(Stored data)
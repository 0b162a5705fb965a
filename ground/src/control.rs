//! The grounding and solving entry point.

use metalp_parser::{parse_program, parse_term, Term};
use tracing::{debug, info_span};

use crate::error::{GroundError, GroundResult};
use crate::event::EventSender;
use crate::grounder::Grounder;
use crate::program::Program;
use crate::solve::{solve, Model};

/// Collects program text, grounds it and computes models.
///
/// ```ignore
/// let mut ctl = Control::with_constants(["n=3"])?;
/// ctl.add("p(1..n).");
/// let (tx, rx) = std::sync::mpsc::channel();
/// ctl.ground(Some(&tx))?;
/// let models = ctl.solve()?;
/// ```
#[derive(Debug, Default)]
pub struct Control {
    sources: Vec<String>,
    constants: Vec<(String, Term)>,
    program: Option<Program>,
}

impl Control {
    pub fn new() -> Self {
        Self::default()
    }

    /// Create a control with `name=value` constant definitions.
    pub fn with_constants<I, S>(definitions: I) -> GroundResult<Self>
    where
        I: IntoIterator<Item = S>,
        S: AsRef<str>,
    {
        let constants = definitions
            .into_iter()
            .map(|d| parse_constant(d.as_ref()))
            .collect::<GroundResult<Vec<_>>>()?;
        Ok(Self {
            constants,
            ..Self::default()
        })
    }

    /// Append program text to the `base` part.
    pub fn add(&mut self, source: impl Into<String>) {
        self.sources.push(source.into());
        self.program = None;
    }

    /// Prepare the program; with an observer, ground it and stream the
    /// structural events.
    pub fn ground(&mut self, observer: Option<&EventSender>) -> GroundResult<()> {
        let _span = info_span!("ground", sources = self.sources.len()).entered();
        let mut statements = Vec::new();
        for source in &self.sources {
            statements.extend(parse_program(source)?);
        }
        let program = Program::prepare(statements, &self.constants)?;
        debug!(rules = program.rules.len(), "program prepared");

        if let Some(sink) = observer {
            Grounder::new(&program, sink).run()?;
        }
        self.program = Some(program);
        Ok(())
    }

    /// All stable models of the program.
    pub fn solve(&mut self) -> GroundResult<Vec<Model>> {
        if self.program.is_none() {
            self.ground(None)?;
        }
        match &self.program {
            Some(program) => {
                let _span = info_span!("solve").entered();
                solve(program)
            }
            None => Ok(Vec::new()),
        }
    }
}

/// Parse `name=value`.
pub fn parse_constant(definition: &str) -> GroundResult<(String, Term)> {
    let (name, value) = definition
        .split_once('=')
        .ok_or_else(|| GroundError::invalid_constant(definition, "expected name=value"))?;
    let name = name.trim();
    let valid_name = name.starts_with(|c: char| c.is_ascii_lowercase())
        && name.chars().all(|c| c.is_ascii_alphanumeric() || c == '_');
    if !valid_name {
        return Err(GroundError::invalid_constant(
            definition,
            format!("'{name}' is not a constant name"),
        ));
    }
    let value = parse_term(value.trim())
        .map_err(|e| GroundError::invalid_constant(definition, e.to_string()))?;
    Ok((name.to_string(), value))
}

#[cfg(test)]
mod tests {
    use super::*;
    use crate::event::{CompoundKind, GroundEvent, TruthValue};
    use metalp_core::{AtomId, Lit, Symbol};
    use std::sync::mpsc;

    fn events(text: &str) -> Vec<GroundEvent> {
        let mut ctl = Control::new();
        ctl.add(text);
        let (tx, rx) = mpsc::channel();
        ctl.ground(Some(&tx)).unwrap();
        drop(tx);
        rx.into_iter().collect()
    }

    fn model(text: &str) -> Vec<Model> {
        let mut ctl = Control::new();
        ctl.add(text);
        ctl.solve().unwrap()
    }

    fn atom(id: u32) -> AtomId {
        AtomId::new(id)
    }

    fn c(name: &str) -> Symbol {
        Symbol::constant(name)
    }

    #[test]
    fn test_facts_and_rules() {
        let events = events("a. b :- a, not c.");
        assert_eq!(
            events,
            vec![
                GroundEvent::Rule {
                    choice: false,
                    head: vec![atom(1)],
                    body: vec![],
                },
                GroundEvent::Rule {
                    choice: false,
                    head: vec![atom(2)],
                    body: vec![Lit::positive(atom(1))],
                },
                GroundEvent::Output {
                    symbol: c("a"),
                    condition: vec![],
                },
                GroundEvent::Output {
                    symbol: c("b"),
                    condition: vec![Lit::positive(atom(2))],
                },
            ]
        );
    }

    #[test]
    fn test_choice_with_bounds() {
        let events = events("1 { a; b } 1.");
        assert_eq!(
            events[0],
            GroundEvent::Rule {
                choice: true,
                head: vec![atom(1), atom(2)],
                body: vec![],
            }
        );
        assert_eq!(
            events[1],
            GroundEvent::WeightRule {
                choice: false,
                head: vec![atom(3)],
                lower: 1,
                body: vec![(Lit::positive(atom(1)), 1), (Lit::positive(atom(2)), 1)],
            }
        );
        assert_eq!(
            events[2],
            GroundEvent::Rule {
                choice: false,
                head: vec![],
                body: vec![Lit::negative(atom(3))],
            }
        );
        assert!(matches!(
            events[3],
            GroundEvent::WeightRule { lower: 2, .. }
        ));
    }

    #[test]
    fn test_theory_events_precede_their_rule() {
        let events = events(
            "#theory t { term { }; &x/1 : term, any }.
             a. b :- &x(a) { 1, f(a) : a }.",
        );
        let kinds: Vec<&str> = events
            .iter()
            .map(|e| match e {
                GroundEvent::Rule { .. } => "rule",
                GroundEvent::TheoryNumber { .. } => "number",
                GroundEvent::TheoryString { .. } => "string",
                GroundEvent::TheoryCompound { .. } => "compound",
                GroundEvent::TheoryElement { .. } => "element",
                GroundEvent::TheoryAtom { .. } => "atom",
                GroundEvent::Output { .. } => "output",
                _ => "other",
            })
            .collect();
        assert_eq!(
            kinds,
            vec![
                "rule", "string", "string", "compound", "number", "string", "compound",
                "element", "atom", "rule", "output", "output"
            ]
        );
        match &events[3] {
            GroundEvent::TheoryCompound { kind, args, .. } => {
                assert_eq!(*kind, CompoundKind::Function(0));
                assert_eq!(args, &vec![1]);
            }
            other => panic!("Expected TheoryCompound, got {:?}", other),
        }
        match &events[7] {
            GroundEvent::TheoryElement { terms, condition, .. } => {
                assert_eq!(terms, &vec![3, 5]);
                assert_eq!(condition, &vec![Lit::positive(atom(1))]);
            }
            other => panic!("Expected TheoryElement, got {:?}", other),
        }
        match &events[9] {
            GroundEvent::Rule { body, .. } => assert_eq!(body, &vec![Lit::positive(atom(3))]),
            other => panic!("Expected Rule, got {:?}", other),
        }
    }

    #[test]
    fn test_impossible_negation_is_dropped() {
        let events = events("a :- not b.");
        assert_eq!(
            events[0],
            GroundEvent::Rule {
                choice: false,
                head: vec![atom(1)],
                body: vec![],
            }
        );
    }

    #[test]
    fn test_show_restricts_outputs() {
        let events = events("p(1). q(2). #show p/1. #show r : q(2).");
        let outputs: Vec<String> = events
            .iter()
            .filter_map(|e| match e {
                GroundEvent::Output { symbol, .. } => Some(symbol.to_string()),
                _ => None,
            })
            .collect();
        assert_eq!(outputs, vec!["p(1)", "r"]);
    }

    #[test]
    fn test_externals() {
        let events = events("#external e. [free]");
        assert!(events.contains(&GroundEvent::External {
            atom: atom(1),
            value: TruthValue::Free,
        }));
    }

    #[test]
    fn test_stratified_model() {
        let models = model(
            "edge(1,2). edge(2,3).
             path(X,Y) :- edge(X,Y).
             path(X,Z) :- path(X,Y), edge(Y,Z).
             reached(Y) :- path(_,Y).
             source(X) :- edge(X,_), not reached(X).",
        );
        assert_eq!(models.len(), 1);
        let shown: Vec<String> = models[0].symbols(true).iter().map(|s| s.to_string()).collect();
        assert_eq!(
            shown,
            vec![
                "edge(1,2)",
                "edge(2,3)",
                "path(1,2)",
                "path(2,3)",
                "path(1,3)",
                "reached(2)",
                "reached(3)",
                "source(1)"
            ]
        );
    }

    #[test]
    fn test_constraint_removes_model() {
        assert!(model("a. :- a.").is_empty());
    }

    #[test]
    fn test_shown_symbols() {
        let models = model("a. b. #show a/0. #show f(1) : b.");
        assert_eq!(
            models[0].symbols(false),
            vec![c("a"), Symbol::function("f", vec![Symbol::number(1)])]
        );
        assert_eq!(models[0].symbols(true).len(), 3);
    }

    #[test]
    fn test_unstratified_is_rejected() {
        let mut ctl = Control::new();
        ctl.add("a :- not b. b :- not a.");
        assert!(matches!(ctl.solve(), Err(GroundError::Unsupported { .. })));
    }

    #[test]
    fn test_count_assignment_events() {
        let events = events("p(1). p(2). q(N) :- N = #count { X : p(X) }.");
        let count = |lower| GroundEvent::WeightRule {
            choice: false,
            head: vec![atom(if lower == 1 { 6 } else { 7 })],
            lower,
            body: vec![(Lit::positive(atom(1)), 1), (Lit::positive(atom(2)), 1)],
        };
        let rule = |head, body| GroundEvent::Rule {
            choice: false,
            head: vec![atom(head)],
            body,
        };
        assert_eq!(
            events[2..7].to_vec(),
            vec![
                count(1),
                rule(3, vec![Lit::negative(atom(6))]),
                count(2),
                rule(4, vec![Lit::positive(atom(6)), Lit::negative(atom(7))]),
                rule(5, vec![Lit::positive(atom(7))]),
            ]
        );
    }

    #[test]
    fn test_count_assignment_model() {
        let models = model("p(1). p(2). q(N) :- N = #count { X : p(X) }.");
        let atoms: Vec<String> = models[0].atoms().iter().map(|s| s.to_string()).collect();
        assert_eq!(atoms, vec!["p(1)", "p(2)", "q(2)"]);
    }

    #[test]
    fn test_conditional_literal_events() {
        let events = events("p(1). p(2). q :- p(X) : p(X).");
        let rule = |head: Vec<u32>, body| GroundEvent::Rule {
            choice: false,
            head: head.into_iter().map(atom).collect(),
            body,
        };
        for expected in [
            rule(vec![4], vec![Lit::positive(atom(1))]),
            rule(vec![4], vec![Lit::negative(atom(1))]),
            rule(vec![5], vec![Lit::positive(atom(2))]),
            rule(vec![5], vec![Lit::negative(atom(2))]),
            rule(vec![3], vec![Lit::positive(atom(4)), Lit::positive(atom(5))]),
        ] {
            assert!(events.contains(&expected), "missing {:?}", expected);
        }

        let models = model("p(1). p(2). r(1). q :- p(X) : r(X). s :- p(X) : t(X). u :- r(X) : p(X).");
        let atoms: Vec<String> = models[0].atoms().iter().map(|s| s.to_string()).collect();
        assert_eq!(atoms, vec!["p(1)", "p(2)", "r(1)", "q", "s"]);
    }

    #[test]
    fn test_sum_and_min_models() {
        let models = model(
            "w(a,3). w(b,-1).
             big :- #sum { W,K : w(K,W) } >= 2.
             huge :- #sum { W,K : w(K,W) } > 2.
             positive(S) :- S = #sum+ { W,K : w(K,W) }.
             low(M) :- M = #min { W : w(_,W) }.
             high(M) :- #max { W : w(_,W) } = M.
             none :- #max { W : w(c,W) } = #inf.",
        );
        let atoms: Vec<String> = models[0].atoms().iter().map(|s| s.to_string()).collect();
        for expected in ["big", "positive(3)", "low(-1)", "high(3)", "none"] {
            assert!(atoms.contains(&expected.to_string()), "missing {expected}");
        }
        assert!(!atoms.contains(&"huge".to_string()));
        assert!(!atoms.contains(&"low(3)".to_string()));
    }

    #[test]
    fn test_sum_bounds_become_weight_rules() {
        let events = events("{ a; b; c }. ok :- 2 <= #sum { 2,a : a; 1,b : b; -1,c : c } <= 2.");
        let weights: Vec<(i64, usize)> = events
            .iter()
            .filter_map(|e| match e {
                GroundEvent::WeightRule { lower, body, .. } => Some((*lower, body.len())),
                _ => None,
            })
            .collect();
        // Lower 2 and beyond 3, each with `c` moved to `not c` at weight 1.
        assert_eq!(weights, vec![(3, 3), (4, 3)]);
    }

    #[test]
    fn test_aggregate_constraint() {
        assert!(model("p(1). p(2). :- #count { X : p(X) } > 1.").is_empty());
        assert_eq!(model("p(1). :- #count { X : p(X) } > 1.").len(), 1);
        assert_eq!(model("p(1). :- not #count { X : p(X) } = 1.").len(), 1);
    }

    #[test]
    fn test_recursion_through_aggregate_is_rejected() {
        let mut ctl = Control::new();
        ctl.add("p :- #count { : p } = 0.");
        assert!(matches!(ctl.solve(), Err(GroundError::Unsupported { .. })));
    }

    #[test]
    fn test_constants_from_arguments() {
        let mut ctl = Control::with_constants(["n=2"]).unwrap();
        ctl.add("p(1..n).");
        let models = ctl.solve().unwrap();
        assert_eq!(models[0].atoms().len(), 2);

        assert!(matches!(
            Control::with_constants(["N=2"]),
            Err(GroundError::InvalidConstant { .. })
        ));
        assert!(matches!(
            Control::with_constants(["n"]),
            Err(GroundError::InvalidConstant { .. })
        ));
    }
}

Task directions:
Nothing but a number belongs in the answer: the tally of lines in the data holding "huge".

Problem solution:
2